What is being asked: Return the data that follows, keeping every word and mark unchanged.

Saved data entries
________________________________________

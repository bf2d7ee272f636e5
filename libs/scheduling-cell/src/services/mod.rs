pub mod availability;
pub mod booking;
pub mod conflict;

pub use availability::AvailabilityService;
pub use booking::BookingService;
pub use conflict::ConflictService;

________________________________________

Your response:
repository bf2d7ee272f636e5
filename libs/scheduling-cell/src/services/mod.rs
pub mod availability;
pub mod booking;
pub mod conflict;

pub use availability::AvailabilityService;
pub use booking::BookingService;
pub use conflict::ConflictService;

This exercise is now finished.